¿POR QUÉ TRUMP NO HA PUESTO FECHA AL FIN DE LA OFENSIVA EN IRÁN?
Huber Matos Araluce, San José, Costa Rica
Estados Unidos no ha puesto fecha de cierre a esta ofensiva. Y eso dice mucho. Cuando una potencia no habla de días ni de semanas, es porque no está haciendo una operación simbólica. Está ejecutando un plan hasta lograr un resultado concreto. Aquí no se trata de “responder” un ataque puntual. Todo indica que Washington quiere desmontar, pieza por pieza, el poder militar que le permite al régimen iraní amenazar a Israel, intimidar a sus vecinos y mantener a la región bajo tensión permanente. Y además, reducir los instrumentos de represión con los que la dictadura controla a su propia población. Esta operación no terminará por cansancio diplomático. Terminará cuando el régimen pierda la capacidad real de proyectar poder y de imponer miedo.
Irán, por su parte, juega otra carta: alargar la guerra y ampliarla. Si logra que el conflicto se expanda por la región, el precio sube. Si logra afectar el petróleo, especialmente a través del Estrecho de Ormuz, el impacto global aumenta. Pero el verdadero objetivo parece estar en Washington. La estrategia apunta a generar suficiente presión económica y política como para provocar desgaste interno y convertir ese malestar en presión directa sobre el gobierno de Donald Trump. Teherán apuesta a que el costo político dentro de Estados Unidos termine frenando la ofensiva.
Hasta ahora, sin embargo, el efecto ha sido el contrario. En vez de dividir, los ataques iraníes han alineado a más países contra el régimen.

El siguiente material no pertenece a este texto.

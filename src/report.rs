//! Post-processing of finished comparisons.
//!
//! Sinks run after a [`ResultBundle`] exists. A failing sink is logged and
//! skipped; it never turns a finished comparison into an error.

use anyhow::{Context, Result};
use std::fmt::Write as _;
use std::fs;
use std::path::{Path, PathBuf};
use std::sync::Arc;

use crate::reconcile::ResultBundle;
use crate::storage::AuditStore;

/// Misses listed by name in the text summary.
pub const SUMMARY_MISS_LIMIT: usize = 10;

#[derive(Clone, Copy, Debug, PartialEq, Eq)]
pub enum AccuracyBand {
    High,
    Medium,
    Low,
}

impl AccuracyBand {
    pub fn of(accuracy: f64) -> Self {
        if accuracy > 80.0 {
            AccuracyBand::High
        } else if accuracy > 60.0 {
            AccuracyBand::Medium
        } else {
            AccuracyBand::Low
        }
    }

    pub fn as_str(self) -> &'static str {
        match self {
            AccuracyBand::High => "high",
            AccuracyBand::Medium => "medium",
            AccuracyBand::Low => "low",
        }
    }
}

/// Plain-text report of one comparison.
pub fn render_summary(bundle: &ResultBundle) -> String {
    let mut out = String::new();
    let (store, company, date) = match &bundle.metadata {
        Some(m) => (m.store_id.as_str(), m.company_id.as_str(), m.monitoring_date.as_str()),
        None => ("N/A", "N/A", "N/A"),
    };

    let _ = writeln!(out, "Activity monitoring report");
    let _ = writeln!(out, "Store: {} | Company: {}", store, company);
    let _ = writeln!(out, "Date: {}", date);
    let _ = writeln!(
        out,
        "Overall accuracy: {:.2}% ({})",
        bundle.accuracy_percentage,
        AccuracyBand::of(bundle.accuracy_percentage).as_str()
    );
    let _ = writeln!(
        out,
        "Matched: {} | Missed by AI: {} | Ground truth: {}",
        bundle.matched_count, bundle.unmatched_count, bundle.total_ground_truth_records
    );
    let _ = writeln!(
        out,
        "AI detections: {} ({} minute-level)",
        bundle.original_detection_count, bundle.minute_level_detection_count
    );
    let _ = writeln!(
        out,
        "Processing time: {} ms",
        bundle.performance_metrics.total_processing_time_ms
    );
    if let Some(meta) = &bundle.metadata {
        let _ = writeln!(out, "Records processed: {}", meta.total_records_processed);
    }

    if !bundle.activity_breakdown.is_empty() {
        let _ = writeln!(out);
        let _ = writeln!(out, "Per activity:");
        for a in &bundle.activity_breakdown {
            let _ = writeln!(
                out,
                "  {:<20} {:>7.2}%  {}/{} matched, {} detections",
                a.activity_name,
                a.accuracy_percentage,
                a.matched_count,
                a.ground_truth_count,
                a.detection_count
            );
        }
    }

    if !bundle.misses.is_empty() {
        let _ = writeln!(out);
        let _ = writeln!(out, "Missed by AI:");
        for miss in bundle.misses.iter().take(SUMMARY_MISS_LIMIT) {
            let _ = writeln!(
                out,
                "  {} {} on {} (record {})",
                miss.timestamp, miss.activity_name, miss.camera, miss.ground_truth_record_id
            );
        }
        if bundle.misses.len() > SUMMARY_MISS_LIMIT {
            let _ = writeln!(out, "  ... and {} more", bundle.misses.len() - SUMMARY_MISS_LIMIT);
        }
    }

    let diag = &bundle.diagnostics;
    if !diag.unknown_labels.is_empty() || !diag.missing_activity_ids.is_empty() {
        let _ = writeln!(out);
        for (label, count) in &diag.unknown_labels {
            let _ = writeln!(out, "Unmapped label {:?}: {} bounds", label, count);
        }
        for (id, count) in &diag.missing_activity_ids {
            let _ = writeln!(out, "Activity {} missing from catalog: {} detections", id, count);
        }
    }
    out
}

// -------------------- Sinks --------------------

pub trait ResultSink: Send + Sync {
    fn name(&self) -> &str;
    fn publish(&self, bundle: &ResultBundle) -> Result<()>;
}

/// Hands every bundle to every sink. Returns how many sinks failed.
pub fn publish_all(sinks: &[Arc<dyn ResultSink>], bundle: &ResultBundle) -> usize {
    let mut failed = 0;
    for sink in sinks {
        if let Err(e) = sink.publish(bundle) {
            failed += 1;
            log::error!("result sink {} failed: {:#}", sink.name(), e);
        }
    }
    failed
}

/// Writes the text summary to the log.
#[derive(Clone, Debug, Default)]
pub struct LogReportSink;

impl ResultSink for LogReportSink {
    fn name(&self) -> &str {
        "log"
    }

    fn publish(&self, bundle: &ResultBundle) -> Result<()> {
        for line in render_summary(bundle).lines() {
            log::info!("{}", line);
        }
        Ok(())
    }
}

/// Writes `activity-report-<store>-<date>.json` into a directory.
#[derive(Clone, Debug)]
pub struct JsonFileReportSink {
    dir: PathBuf,
}

impl JsonFileReportSink {
    pub fn new(dir: impl Into<PathBuf>) -> Self {
        Self { dir: dir.into() }
    }

    pub fn dir(&self) -> &Path {
        &self.dir
    }

    pub fn report_path(&self, bundle: &ResultBundle) -> PathBuf {
        let (store, date) = match &bundle.metadata {
            Some(m) => (m.store_id.clone(), m.monitoring_date.clone()),
            None => (
                "unknown".to_string(),
                bundle.processed_at.date_naive().to_string(),
            ),
        };
        self.dir.join(format!(
            "activity-report-{}-{}.json",
            sanitize_file_component(&store),
            sanitize_file_component(&date)
        ))
    }
}

impl ResultSink for JsonFileReportSink {
    fn name(&self) -> &str {
        "json-file"
    }

    fn publish(&self, bundle: &ResultBundle) -> Result<()> {
        fs::create_dir_all(&self.dir)
            .with_context(|| format!("creating report directory {}", self.dir.display()))?;
        let path = self.report_path(bundle);
        let json = serde_json::to_vec_pretty(bundle)?;
        fs::write(&path, json).with_context(|| format!("writing report {}", path.display()))?;
        log::info!("report written to {}", path.display());
        Ok(())
    }
}

/// Persists the bundle through the audit store's comparison log.
pub struct ComparisonLogSink {
    store: Arc<dyn AuditStore>,
}

impl ComparisonLogSink {
    pub fn new(store: Arc<dyn AuditStore>) -> Self {
        Self { store }
    }
}

impl ResultSink for ComparisonLogSink {
    fn name(&self) -> &str {
        "comparison-log"
    }

    fn publish(&self, bundle: &ResultBundle) -> Result<()> {
        self.store.log_comparison(bundle).map(|_| ())
    }
}

fn sanitize_file_component(raw: &str) -> String {
    let cleaned: String = raw
        .chars()
        .map(|c| {
            if c.is_ascii_alphanumeric() || c == '_' || c == '-' {
                c
            } else {
                '_'
            }
        })
        .take(64)
        .collect();
    if cleaned.is_empty() {
        "unknown".to_string()
    } else {
        cleaned
    }
}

Arabia Saudita, Emiratos Árabes Unidos y Bahréin han reforzado su coordinación con Estados Unidos. Jordania también. En Europa, Reino Unido, Francia, Alemania, Italia y Polonia han expresado respaldo claro. Lejos de aislar a Washington, la escalada está consolidando un bloque más amplio frente a Teherán.
La prensa internacional, mientras tanto, insiste en hablar de “escalada peligrosa” y “riesgo regional”, con el foco puesto casi exclusivamente en el petróleo y en los mercados. Se presenta el conflicto como si fuera un choque simétrico entre dos partes equivalentes. Y muchos analistas repiten que en Irán no existe una oposición real capaz de tomar el poder. Esa afirmación ignora un hecho básico: la sociedad iraní ha demostrado valentía, organización y capacidad de resistencia, especialmente entre los jóvenes, pese a una represión brutal. Confundir represión efectiva con inexistencia de oposición es un error grave. Los movimientos políticos bajo dictaduras no desaparecen: esperan el momento en que el aparato represivo deja de actuar con impunidad.
En el fondo, esto no parece una simple guerra de reacción. Es un intento de cambiar el equilibrio estratégico de la región. Estados Unidos, Israel y varios países árabes y europeos parecen coincidir en algo concreto: neutralizar al régimen iraní como foco permanente de desestabilización. Eso significa golpear su capacidad balística, frenar su desarrollo nuclear y cortar el financiamiento y control de los grupos armados que ha utilizado para mantener a Oriente Medio en tensión constante. No es un intercambio de golpes. Es un intento de cerrar, de una vez, el ciclo de amenaza estructural que el régimen ha sostenido durante años.